:: Supplied records

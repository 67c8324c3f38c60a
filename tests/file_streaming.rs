//! Disk-to-disk streaming round trips and overwrite policy.

use std::fs;

use secrecy::SecretString;
use sealpack::{
    decrypt_file_streaming, encrypt_file_streaming, KdfParams, Keypair, Scheme, SealError,
    SealOptions,
};
use tempfile::tempdir;

const CHUNK: usize = 2048;

fn fast_opts(scheme: Scheme) -> SealOptions {
    SealOptions {
        scheme,
        chunk_size: CHUNK,
        kdf_params: KdfParams {
            t_cost: 1,
            mem_kib: 1024,
            parallelism: 1,
        },
        ..Default::default()
    }
}

fn no_progress() -> impl FnMut(u8, &str) -> bool {
    |_, _| true
}

fn pattern(len: usize) -> Vec<u8> {
    (0..len).map(|i| (i % 251) as u8).collect()
}

#[test]
fn symmetric_file_roundtrip() {
    let dir = tempdir().unwrap();
    let in_path = dir.path().join("report.pdf");
    let enc_path = dir.path().join("report.pdf.enc");
    let back_path = dir.path().join("back.pdf");

    let data = pattern(CHUNK * 5 + 123);
    fs::write(&in_path, &data).unwrap();

    let pw = SecretString::new("stream-pw".into());
    let out = encrypt_file_streaming(
        &in_path,
        None,
        pw.clone(),
        &fast_opts(Scheme::Symmetric),
        None,
        &mut no_progress(),
    )
    .unwrap();
    assert_eq!(out, enc_path);

    let (dec_path, name) = decrypt_file_streaming(
        &enc_path,
        Some(&back_path),
        pw,
        &fast_opts(Scheme::Symmetric),
        None,
        &mut no_progress(),
    )
    .unwrap();
    assert_eq!(name, "report.pdf");
    assert_eq!(fs::read(&dec_path).unwrap(), data);
}

#[test]
fn asymmetric_file_roundtrip() {
    let dir = tempdir().unwrap();
    let in_path = dir.path().join("photo.raw");
    let back_path = dir.path().join("photo.out");

    let data = pattern(CHUNK * 2);
    fs::write(&in_path, &data).unwrap();

    let pair = Keypair::generate().unwrap();
    let pw = SecretString::new("gate".into());

    let enc_path = encrypt_file_streaming(
        &in_path,
        None,
        pw.clone(),
        &fast_opts(Scheme::Asymmetric),
        Some(pair.public()),
        &mut no_progress(),
    )
    .unwrap();

    let (dec_path, _) = decrypt_file_streaming(
        &enc_path,
        Some(&back_path),
        pw,
        &fast_opts(Scheme::Asymmetric),
        Some(pair.secret()),
        &mut no_progress(),
    )
    .unwrap();
    assert_eq!(fs::read(&dec_path).unwrap(), data);
}

#[test]
fn empty_file_roundtrip() {
    let dir = tempdir().unwrap();
    let in_path = dir.path().join("empty.bin");
    fs::write(&in_path, b"").unwrap();

    let pw = SecretString::new("pw".into());
    let enc_path = encrypt_file_streaming(
        &in_path,
        None,
        pw.clone(),
        &fast_opts(Scheme::Symmetric),
        None,
        &mut no_progress(),
    )
    .unwrap();

    let (dec_path, name) = decrypt_file_streaming(
        &enc_path,
        Some(&dir.path().join("empty.out")),
        pw,
        &fast_opts(Scheme::Symmetric),
        None,
        &mut no_progress(),
    )
    .unwrap();
    assert_eq!(name, "empty.bin");
    assert_eq!(fs::read(&dec_path).unwrap().len(), 0);
}

#[test]
fn existing_output_requires_force() {
    let dir = tempdir().unwrap();
    let in_path = dir.path().join("a.txt");
    let enc_path = dir.path().join("a.txt.enc");
    fs::write(&in_path, b"data").unwrap();
    fs::write(&enc_path, b"already here").unwrap();

    let pw = SecretString::new("pw".into());
    let result = encrypt_file_streaming(
        &in_path,
        None,
        pw.clone(),
        &fast_opts(Scheme::Symmetric),
        None,
        &mut no_progress(),
    );
    assert!(matches!(result, Err(SealError::Invalid(_))));

    let mut opts = fast_opts(Scheme::Symmetric);
    opts.force = true;
    encrypt_file_streaming(&in_path, None, pw, &opts, None, &mut no_progress()).unwrap();
    assert_ne!(fs::read(&enc_path).unwrap(), b"already here");
}

#[test]
fn streaming_progress_is_monotone() {
    let dir = tempdir().unwrap();
    let in_path = dir.path().join("big.bin");
    fs::write(&in_path, pattern(CHUNK * 9)).unwrap();

    let pw = SecretString::new("pw".into());
    let mut events = Vec::new();
    let mut sink = |percent: u8, _: &str| {
        events.push(percent);
        true
    };
    encrypt_file_streaming(
        &in_path,
        None,
        pw,
        &fast_opts(Scheme::Symmetric),
        None,
        &mut sink,
    )
    .unwrap();

    assert_eq!(events.len(), 9);
    assert!(events.windows(2).all(|w| w[0] <= w[1]));
    assert_eq!(*events.last().unwrap(), 100);
}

::::

Aim of the exercise:
When you answer, repeat every record exactly, omitting nothing.

Solved exercise:
repository 67c8324c3f38c60a
filename tests/file_streaming.rs
//! Disk-to-disk streaming round trips and overwrite policy.

use std::fs;

use secrecy::SecretString;
use sealpack::{
    decrypt_file_streaming, encrypt_file_streaming, KdfParams, Keypair, Scheme, SealError,
    SealOptions,
};
use tempfile::tempdir;

const CHUNK: usize = 2048;

fn fast_opts(scheme: Scheme) -> SealOptions {
    SealOptions {
        scheme,
        chunk_size: CHUNK,
        kdf_params: KdfParams {
            t_cost: 1,
            mem_kib: 1024,
            parallelism: 1,
        },
        ..Default::default()
    }
}

fn no_progress() -> impl FnMut(u8, &str) -> bool {
    |_, _| true
}

fn pattern(len: usize) -> Vec<u8> {
    (0..len).map(|i| (i % 251) as u8).collect()
}

#[test]
fn symmetric_file_roundtrip() {
    let dir = tempdir().unwrap();
    let in_path = dir.path().join("report.pdf");
    let enc_path = dir.path().join("report.pdf.enc");
    let back_path = dir.path().join("back.pdf");

    let data = pattern(CHUNK * 5 + 123);
    fs::write(&in_path, &data).unwrap();

    let pw = SecretString::new("stream-pw".into());
    let out = encrypt_file_streaming(
        &in_path,
        None,
        pw.clone(),
        &fast_opts(Scheme::Symmetric),
        None,
        &mut no_progress(),
    )
    .unwrap();
    assert_eq!(out, enc_path);

    let (dec_path, name) = decrypt_file_streaming(
        &enc_path,
        Some(&back_path),
        pw,
        &fast_opts(Scheme::Symmetric),
        None,
        &mut no_progress(),
    )
    .unwrap();
    assert_eq!(name, "report.pdf");
    assert_eq!(fs::read(&dec_path).unwrap(), data);
}

#[test]
fn asymmetric_file_roundtrip() {
    let dir = tempdir().unwrap();
    let in_path = dir.path().join("photo.raw");
    let back_path = dir.path().join("photo.out");

    let data = pattern(CHUNK * 2);
    fs::write(&in_path, &data).unwrap();

    let pair = Keypair::generate().unwrap();
    let pw = SecretString::new("gate".into());

    let enc_path = encrypt_file_streaming(
        &in_path,
        None,
        pw.clone(),
        &fast_opts(Scheme::Asymmetric),
        Some(pair.public()),
        &mut no_progress(),
    )
    .unwrap();

    let (dec_path, _) = decrypt_file_streaming(
        &enc_path,
        Some(&back_path),
        pw,
        &fast_opts(Scheme::Asymmetric),
        Some(pair.secret()),
        &mut no_progress(),
    )
    .unwrap();
    assert_eq!(fs::read(&dec_path).unwrap(), data);
}

#[test]
fn empty_file_roundtrip() {
    let dir = tempdir().unwrap();
    let in_path = dir.path().join("empty.bin");
    fs::write(&in_path, b"").unwrap();

    let pw = SecretString::new("pw".into());
    let enc_path = encrypt_file_streaming(
        &in_path,
        None,
        pw.clone(),
        &fast_opts(Scheme::Symmetric),
        None,
        &mut no_progress(),
    )
    .unwrap();

    let (dec_path, name) = decrypt_file_streaming(
        &enc_path,
        Some(&dir.path().join("empty.out")),
        pw,
        &fast_opts(Scheme::Symmetric),
        None,
        &mut no_progress(),
    )
    .unwrap();
    assert_eq!(name, "empty.bin");
    assert_eq!(fs::read(&dec_path).unwrap().len(), 0);
}

#[test]
fn existing_output_requires_force() {
    let dir = tempdir().unwrap();
    let in_path = dir.path().join("a.txt");
    let enc_path = dir.path().join("a.txt.enc");
    fs::write(&in_path, b"data").unwrap();
    fs::write(&enc_path, b"already here").unwrap();

    let pw = SecretString::new("pw".into());
    let result = encrypt_file_streaming(
        &in_path,
        None,
        pw.clone(),
        &fast_opts(Scheme::Symmetric),
        None,
        &mut no_progress(),
    );
    assert!(matches!(result, Err(SealError::Invalid(_))));

    let mut opts = fast_opts(Scheme::Symmetric);
    opts.force = true;
    encrypt_file_streaming(&in_path, None, pw, &opts, None, &mut no_progress()).unwrap();
    assert_ne!(fs::read(&enc_path).unwrap(), b"already here");
}

#[test]
fn streaming_progress_is_monotone() {
    let dir = tempdir().unwrap();
    let in_path = dir.path().join("big.bin");
    fs::write(&in_path, pattern(CHUNK * 9)).unwrap();

    let pw = SecretString::new("pw".into());
    let mut events = Vec::new();
    let mut sink = |percent: u8, _: &str| {
        events.push(percent);
        true
    };
    encrypt_file_streaming(
        &in_path,
        None,
        pw,
        &fast_opts(Scheme::Symmetric),
        None,
        &mut sink,
    )
    .unwrap();

    assert_eq!(events.len(), 9);
    assert!(events.windows(2).all(|w| w[0] <= w[1]));
    assert_eq!(*events.last().unwrap(), 100);
}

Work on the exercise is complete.